En effet, les collectivités devront faire face, dans les prochaines années, à des investissements colossaux, d'une part, sur leurs bâtiments pour répondre aux enjeux du réchauffement climatique et de la transition écologique et, d'autre part, sur les transports pour répondre aux nécessités de nouvelles mobilités.
C'est l'occasion pour moi de saluer la nouvelle loi du 29 mars 2024 sur les investissements relatifs à la transition écologique des bâtiments scolaires, qui représentent 50 % du parc immobilier des collectivités. Cette loi, issue de la mission d'information du Sénat sur le bâti scolaire à l'épreuve de la transition écologique, permet désormais de diminuer de moitié le reste à charge de la collectivité maître d'ouvrage et ainsi de mieux mobiliser les fonds accordés par l'État.
Je souhaite aborder l'avancée du plan Marseille en grand et notamment son volet écoles, pour lequel une dotation de 254 millions d'euros avait été ouverte en LFI pour 2022 au programme 119. Dans le cadre de notre mission d'information réalisée cette année sur le sujet, nous avions émis des doutes sur la capacité de la société publique des écoles marseillaises (SPEM), société créée dans le cadre de ce plan, à engager les consultations, lancer les travaux et livrer les équipements dans les délais prévus entre 2025 et 2031. La lente montée en charge se confirme puisque, avec 56,8 millions d'euros inscrits en CP au PLF pour 2025, l'ensemble des paiements effectués depuis 2022 se portera à 125,5 millions, soit la moitié de l'enveloppe de 254 millions d'euros que j'ai mentionnée.
Les crédits du programme 122, qui concernent essentiellement des aides destinées à soutenir les collectivités faisant face à des situations exceptionnelles, enregistrent simultanément une forte baisse de 28,7 % en AE, soit 85,3 millions d'euros, et une hausse notable de 26 % en CP, soit 64,8 millions d'euros. Cette évolution résulte essentiellement de l'extinction des AE affectées au fonds de soutien exceptionnel pour l'accompagnement des collectivités touchées par la tempête Ciaran.
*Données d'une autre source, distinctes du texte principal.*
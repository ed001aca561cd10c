//! Process-wide state composition
//!
//! The `Hub` owns the station registry, the session store, the activity log
//! and the optional bridge client, each behind its own lock. Connection
//! handlers, the liveness sweeps and the web layer all share one `Arc<Hub>`
//! and mutate state only through the typed operations on the parts.
//!
//! Locking discipline: a lock is held for one operation and never across a
//! bridge await; bridge notifications are spawned fire-and-forget.

use crate::activity::ActivityLog;
use crate::bridge::BridgeClient;
use crate::config::Config;
use crate::logging::ScopedLog;
use crate::registry::StationRegistry;
use crate::session::{CompletedSession, FinalizeReason, SessionStore};
use chrono::Utc;
use serde_json::{Value, json};
use std::sync::Arc;
use tokio::sync::Mutex;

/// Shared state for the whole process
pub struct Hub {
    pub config: Config,
    pub registry: Mutex<StationRegistry>,
    pub sessions: Mutex<SessionStore>,
    pub activity: Mutex<ActivityLog>,
    pub bridge: Option<BridgeClient>,
    logger: ScopedLog,
}

impl Hub {
    pub fn new(config: Config) -> Arc<Self> {
        let bridge = BridgeClient::from_config(&config.bridge);
        let sessions = SessionStore::new(config.history.completed_cap);
        let activity = ActivityLog::new(config.history.activity_cap);
        Arc::new(Self {
            config,
            registry: Mutex::new(StationRegistry::new()),
            sessions: Mutex::new(sessions),
            activity: Mutex::new(activity),
            bridge,
            logger: ScopedLog::new("hub"),
        })
    }

    /// Record a human-readable event in the activity ring
    pub async fn log_activity(&self, message: impl Into<String>) {
        self.activity.lock().await.push(message);
    }

    /// Fire-and-forget a lifecycle action to the bridge, if configured
    pub fn notify_bridge(&self, action: &'static str, data: Value) {
        if let Some(bridge) = self.bridge.clone() {
            tokio::spawn(async move {
                bridge.send_action(action, data).await;
            });
        }
    }

    /// Fire-and-forget a telemetry frame to the bridge, if configured
    pub fn notify_bridge_telemetry(
        &self,
        station_id: &str,
        connector_id: u32,
        energy_kwh: f64,
        power_w: f64,
    ) {
        if let Some(bridge) = self.bridge.clone() {
            let station_id = station_id.to_string();
            tokio::spawn(async move {
                bridge
                    .send_telemetry(&station_id, connector_id, energy_kwh, power_w)
                    .await;
            });
        }
    }

    /// Finalize one transaction through whichever completion path reached it
    /// first. Returns None when another path already finalized it.
    pub async fn finalize_session(
        &self,
        transaction_id: &str,
        reason: FinalizeReason,
        final_energy: Option<f64>,
    ) -> Option<CompletedSession> {
        let completed = {
            let mut sessions = self.sessions.lock().await;
            sessions.finalize(transaction_id, reason, Utc::now(), final_energy)
        }?;

        self.logger.info(&format!(
            "Session {} on {} connector {} finalized ({}): {:.3} kWh over {} min",
            completed.transaction_id,
            completed.station_id,
            completed.connector_id,
            reason.as_str(),
            completed.energy_kwh,
            completed.duration_minutes,
        ));
        self.log_activity(format!(
            "Session {} finished on {} port {} ({}, {:.3} kWh)",
            completed.transaction_id,
            completed.station_id,
            completed.connector_id,
            reason.as_str(),
            completed.energy_kwh,
        ))
        .await;
        self.notify_bridge(
            "updateSession",
            json!({
                "transaction_id": completed.transaction_id,
                "station_id": completed.station_id,
                "connector_id": completed.connector_id,
                "energy_kwh": completed.energy_kwh,
                "duration_minutes": completed.duration_minutes,
                "reason": reason.as_str(),
            }),
        );

        Some(completed)
    }

    /// Finalize every active transaction on a station; returns how many.
    pub async fn finalize_station_sessions(
        &self,
        station_id: &str,
        reason: FinalizeReason,
    ) -> usize {
        let transaction_ids = {
            let sessions = self.sessions.lock().await;
            sessions.active_for_station(station_id)
        };

        let mut finalized = 0;
        for transaction_id in &transaction_ids {
            if self
                .finalize_session(transaction_id, reason, None)
                .await
                .is_some()
            {
                finalized += 1;
            }
        }
        finalized
    }
}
Ce fonds avait été créé à l'occasion de la LFI pour 2024 et doté de 80 millions d'euros en AE et 30 millions d'euros en CP. Aucun engagement n'est prévu à ce titre en 2024 ; en revanche 48 millions d'euros sont prévus en CP pour couvrir les restes à payer.
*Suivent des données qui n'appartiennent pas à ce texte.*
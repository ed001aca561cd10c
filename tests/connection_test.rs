//! Live-socket tests: a real WebSocket client against the full router,
//! exercising the upgrade, the receive loop, reply ordering and the
//! disconnect cleanup path.

use ampere::registry::StationStatus;
use ampere::session::FinalizeReason;
use ampere::web::router;
use ampere::{Config, Hub};
use futures_util::{SinkExt, StreamExt};
use serde_json::{Value, json};
use std::net::SocketAddr;
use std::sync::Arc;
use std::time::Duration;
use tokio_tungstenite::tungstenite::Message;
use tokio_tungstenite::tungstenite::client::IntoClientRequest;
use tokio_tungstenite::{MaybeTlsStream, WebSocketStream};

type Socket = WebSocketStream<MaybeTlsStream<tokio::net::TcpStream>>;

async fn serve(hub: Arc<Hub>) -> SocketAddr {
    let listener = tokio::net::TcpListener::bind("127.0.0.1:0").await.unwrap();
    let addr = listener.local_addr().unwrap();
    let app = router(hub);
    tokio::spawn(async move {
        axum::serve(listener, app).await.ok();
    });
    addr
}

async fn connect(addr: SocketAddr, station_id: &str) -> Socket {
    let mut request = format!("ws://{}/ocpp16/{}", addr, station_id)
        .into_client_request()
        .unwrap();
    request
        .headers_mut()
        .insert("Sec-WebSocket-Protocol", "ocpp1.6".parse().unwrap());

    let (socket, response) = tokio_tungstenite::connect_async(request).await.unwrap();
    assert_eq!(
        response.headers().get("Sec-WebSocket-Protocol").unwrap(),
        "ocpp1.6"
    );
    socket
}

async fn send(socket: &mut Socket, text: &str) {
    socket
        .send(Message::Text(text.to_string().into()))
        .await
        .unwrap();
}

async fn next_reply(socket: &mut Socket) -> Value {
    loop {
        match socket.next().await.expect("socket closed early").unwrap() {
            Message::Text(text) => return serde_json::from_str(text.as_str()).unwrap(),
            _ => continue,
        }
    }
}

async fn start_on_connector(socket: &mut Socket, message_id: &str, connector: u32) -> i64 {
    send(
        socket,
        &format!(
            r#"[2,"{message_id}","StartTransaction",{{"connectorId":{connector},"idTag":"tag","meterStart":0,"timestamp":"2025-01-01T00:00:00Z"}}]"#
        ),
    )
    .await;
    let reply = next_reply(socket).await;
    assert_eq!(reply[0], 3);
    assert_eq!(reply[1], message_id);
    assert_eq!(reply[2]["idTagInfo"]["status"], "Accepted");
    reply[2]["transactionId"].as_i64().unwrap()
}

async fn wait_until_no_active(hub: &Arc<Hub>) {
    for _ in 0..200 {
        if hub.sessions.lock().await.active_count() == 0 {
            return;
        }
        tokio::time::sleep(Duration::from_millis(10)).await;
    }
    panic!("active sessions were not finalized in time");
}

#[tokio::test]
async fn abrupt_close_finalizes_both_connectors() {
    let hub = Hub::new(Config::default());
    let addr = serve(hub.clone()).await;
    let mut socket = connect(addr, "CP04").await;

    send(
        &mut socket,
        r#"[2,"b1","BootNotification",{"chargePointVendor":"ACME","chargePointModel":"Duo","firmwareVersion":"2.1"}]"#,
    )
    .await;
    let boot = next_reply(&mut socket).await;
    assert_eq!(boot[1], "b1");
    assert_eq!(boot[2]["status"], "Accepted");

    // Two connectors charging at once
    let first = start_on_connector(&mut socket, "s1", 1).await;
    let second = start_on_connector(&mut socket, "s2", 2).await;
    assert_ne!(first, second);
    assert_eq!(hub.sessions.lock().await.active_count(), 2);

    // Abrupt close: tear down the TCP stream without a close handshake
    drop(socket);
    wait_until_no_active(&hub).await;

    let completed = hub.sessions.lock().await.completed_snapshot();
    assert_eq!(completed.len(), 2);
    assert!(
        completed
            .iter()
            .all(|c| c.reason == FinalizeReason::Disconnect)
    );
    assert!(completed.iter().any(|c| c.connector_id == 1));
    assert!(completed.iter().any(|c| c.connector_id == 2));

    // The record survives offline and refuses operator commands
    let device = hub.registry.lock().await.snapshot("CP04").unwrap();
    assert_eq!(device.status, StationStatus::Offline);

    let response = reqwest::Client::new()
        .post(format!("http://{}/command", addr))
        .json(&json!({"station_id": "CP04", "action": "Reset", "payload": {"type": "Soft"}}))
        .send()
        .await
        .unwrap();
    assert_eq!(response.status(), 404);
}

#[tokio::test]
async fn every_call_gets_one_result_in_arrival_order() {
    let hub = Hub::new(Config::default());
    let addr = serve(hub.clone()).await;
    let mut socket = connect(addr, "CP06").await;

    // Pipeline a burst without waiting for replies between sends
    send(&mut socket, r#"[2,"q1","Heartbeat",{}]"#).await;
    send(
        &mut socket,
        r#"[2,"q2","StatusNotification",{"connectorId":1,"status":"Preparing"}]"#,
    )
    .await;
    send(
        &mut socket,
        r#"[2,"q3","MeterValues",{"connectorId":1,"meterValue":[{"sampledValue":[{"measurand":"Power.Active.Import","value":"900"}]}]}]"#,
    )
    .await;
    send(&mut socket, r#"[2,"q4","DataTransfer",{"vendorId":"v"}]"#).await;

    for expected in ["q1", "q2", "q3", "q4"] {
        let reply = next_reply(&mut socket).await;
        assert_eq!(reply[0], 3);
        assert_eq!(reply[1], expected);
    }

    // The MeterValues in the burst auto-recovered a session on the side
    let sessions = hub.sessions.lock().await.active_snapshot(Some("CP06"));
    assert_eq!(sessions.len(), 1);
    assert_eq!(sessions[0].power_w, 900.0);

    socket.close(None).await.ok();
}

#[tokio::test]
async fn malformed_frames_do_not_kill_the_connection() {
    let hub = Hub::new(Config::default());
    let addr = serve(hub.clone()).await;
    let mut socket = connect(addr, "CP07").await;

    send(&mut socket, "this is not ocpp").await;
    send(&mut socket, r#"[7,"x","Nope",{}]"#).await;
    send(&mut socket, r#"[2,"h1","Heartbeat",{}]"#).await;

    // Only the well-formed CALL is answered, on the same connection
    let reply = next_reply(&mut socket).await;
    assert_eq!(reply[1], "h1");
    assert!(reply[2]["currentTime"].is_string());

    socket.close(None).await.ok();
}

#[tokio::test]
async fn reconnect_replaces_and_finalizes_the_previous_connection() {
    let hub = Hub::new(Config::default());
    let addr = serve(hub.clone()).await;

    let mut first = connect(addr, "CP08").await;
    start_on_connector(&mut first, "s1", 1).await;

    // Same station id connects again without the first ever closing
    let mut second = connect(addr, "CP08").await;
    wait_until_no_active(&hub).await;
    let completed = hub.sessions.lock().await.completed_snapshot();
    assert_eq!(completed.len(), 1);
    assert_eq!(completed[0].reason, FinalizeReason::Disconnect);

    // The replacement connection answers normally
    send(&mut second, r#"[2,"h1","Heartbeat",{}]"#).await;
    assert_eq!(next_reply(&mut second).await[1], "h1");

    // Tearing down the replaced socket must not take the station offline
    drop(first);
    tokio::time::sleep(Duration::from_millis(100)).await;
    assert!(hub.registry.lock().await.is_online("CP08"));

    second.close(None).await.ok();
}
Enfin, parmi les principaux fonds exceptionnels, on peut noter que 63,8 millions d'euros sont prévus en 2024 en CP au titre du fonds Violences urbaines, créé en 2023 et financé à hauteur de 100 millions d'euros par le dégel de la réserve de précaution et des ouvertures de crédits en loi de finances de fin de gestion pour 2023. Les crédits prévus visent à couvrir les restes à payer en 2025.
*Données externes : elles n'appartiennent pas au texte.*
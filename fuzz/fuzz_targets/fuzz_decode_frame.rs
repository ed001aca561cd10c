#![no_main]
use libfuzzer_sys::fuzz_target;

fuzz_target!(|data: &[u8]| {
    // Frames arrive as WebSocket text; only valid UTF-8 reaches the decoder
    if let Ok(text) = std::str::from_utf8(data) {
        if let Ok(frame) = ampere::ocpp::Frame::decode(text) {
            // Anything that decodes must re-encode to a decodable frame
            let _ = ampere::ocpp::Frame::decode(&frame.encode());
        }
    }
});
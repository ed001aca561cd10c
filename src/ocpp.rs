//! OCPP 1.6J protocol implementation
//!
//! Framing, meter-sample parsing, the per-station connection handler and the
//! action dispatcher. The wire format is JSON arrays over WebSocket text
//! frames as defined by the OCPP-J transport specification.

pub mod connection;
pub mod dispatch;
pub mod frame;
pub mod meter;

pub use frame::Frame;
pub use meter::MeterReading;
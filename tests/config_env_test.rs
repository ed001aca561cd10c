use ampere::Config;

// This binary holds a single test so the env mutation cannot race another
// test thread.
#[test]
fn env_overrides_layer_on_top_of_defaults() {
    let mut config = Config::default();
    assert_eq!(config.web.port, 8080);
    assert!(config.bridge.url.is_empty());

    unsafe {
        std::env::set_var("PORT", "9090");
        std::env::set_var("BRIDGE_URL", "https://bridge.example/hook");
        std::env::set_var("BRIDGE_SECRET", "s3cret");
    }
    config.apply_env_overrides();

    assert_eq!(config.web.port, 9090);
    assert_eq!(config.bridge.url, "https://bridge.example/hook");
    assert_eq!(config.bridge.secret, "s3cret");

    // Junk PORT values are ignored rather than fatal
    unsafe {
        std::env::set_var("PORT", "not-a-port");
    }
    config.apply_env_overrides();
    assert_eq!(config.web.port, 9090);

    unsafe {
        std::env::remove_var("PORT");
        std::env::remove_var("BRIDGE_URL");
        std::env::remove_var("BRIDGE_SECRET");
    }
}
Contrairement aux années précédentes, nous sommes en désaccord sur la question de l'adoption des crédits de la mission. Là où Stéphane Sautarel accepte la stabilité proposée des crédits comme un moindre mal et a travaillé à des solutions atténuatrices, pour ma part, comme l'ensemble de mon groupe, je ne peux que dénoncer le sort général réservé aux collectivités territoriales par ce PLF.
M. Stéphane Sautarel, rapporteur spécial. - Le compte de concours financiers « Avances aux collectivités territoriales et aux collectivités régies par les articles 73, 74 et 76 de la Constitution » voit notamment transiter le produit des impositions locales versées mensuellement par l'État aux collectivités territoriales. Au total, 134,1 milliards d'euros sont prévus à ce titre pour 2025, soit 1,2 milliard de plus qu'en LFI 2024. Ce dynamisme reste très modéré au regard de la progression de 8 milliards d'euros qui avait été constatée l'an passé.
Après plusieurs années de hausse résultant de la modification du panier de ressources des collectivités issues des différentes réformes de la fiscalité locale, il se confirme que le dynamisme des impositions locales se tassera en 2025.
Ces impositions n'ont d'ailleurs de locales que le nom puisqu'elles correspondent en réalité de plus en plus à des fractions d'impôts nationaux reversées aux collectivités. En effet, les collectivités locales bénéficient désormais de fractions de TVA pour un montant total de près de 52,5 milliards d'euros en 2024, que ce PLF propose de maintenir en 2025.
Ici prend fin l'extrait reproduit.